War was always here. Before man was, war waited for him. The ultimate trade awaiting its ultimate practitioner.

This quote, from Cormac McCarthy’s darkest, most blood soaked book; “Blood Meridian” is still as frighteningly true as it has ever been.

We hid most of the wine in the back of the cave and made a false rock wall so that the Nazi’s wouldn’t find it and steal it.

When I was a University student in France in the early 1970’s, I was given a tour of wine caves on the edge of the Loire River by Rene Loyeau, who was an old French wine maker in the Loire Valley village of  Vouvray, who was spinning tales for us young Stanford students who had just arrived in the city of Tours for a six month sojourn in September of 1971. He clearly loved his own vintner’s products and had a tangle of purple varicose veins on his cheeks that looked like a personal road map to his winery. 

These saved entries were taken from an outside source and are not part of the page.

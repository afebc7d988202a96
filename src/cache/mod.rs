//! Kernel package cache
//!
//! Built packages are kept on the build machine so a second request for the
//! same commit skips the multi-hour kernel build.
//!
//! # Layout
//!
//! | Path | Contents |
//! |------|----------|
//! | `<root>/kernel_cache.json` | Index, most recently used first |
//! | `<root>/kernel_cache.json.lock/` | Held while the index is rewritten |
//! | `<root>/packages/commit_id-<commit>/` | Packages of one commit |
//!
//! An entry is only a hit if its key matches and a package of the right kind
//! is still on disk. Entries whose packages vanished are stale and treated as
//! misses.

pub mod artifact;
pub mod entry;
pub mod lock;
pub mod store;

pub use artifact::{select_primary, ArtifactStore};
pub use entry::{CacheEntry, PackageKind};
pub use store::{CacheStore, InsertOutcome, VerifiedEntry, CACHE_FILE_NAME};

He plied us with endless glasses of Vouvray Chenin Blanc, still my favorite white wine, and regaled us with stories going back to the 19th century when his grandfather had managed the family winery.  Viticulture had existed in Vouvray since at least the Middle Ages when the Catholic Church maintained vineyards at the local monasteries. Wine cellars were built in the region from caves created from the excavation of tuffeau rocks which were also used to build the Châteaux of the Loire Valley. Rene Loyeau had excavated a new secret cave to hide his precious stash of vintage wine from the hated Nazi occupiers during WW II, telling us “We hid most of the wine in the back of the cave and made a false rock wall so that the Nazi’s wouldn’t find it and steal it.”

When we were students there, we witnessed a memorial parade marching down the main street of Tours of older men who had survived the war, many limping or missing limbs. The signage in the Paris Metro designated that those who had been mutilated in the war always got preferential seating on the trains, second only to pregnant women – Brave heroes of the previous generation and our hope for the future generation got seating priority on the underground. 

We drove around France and Europe in an old VW Micro Bus which was legally registered in Germany and had German license plates, which frequently got us pulled over and harassed by police who clearly still hated anything German in 1971. A Dutch motorcycle policeman who stopped us on a dyke above a beach ripped the door off of the bus and suggested that we drive it into the ocean and let the tides take care of our ”Fooking” German piece of junk.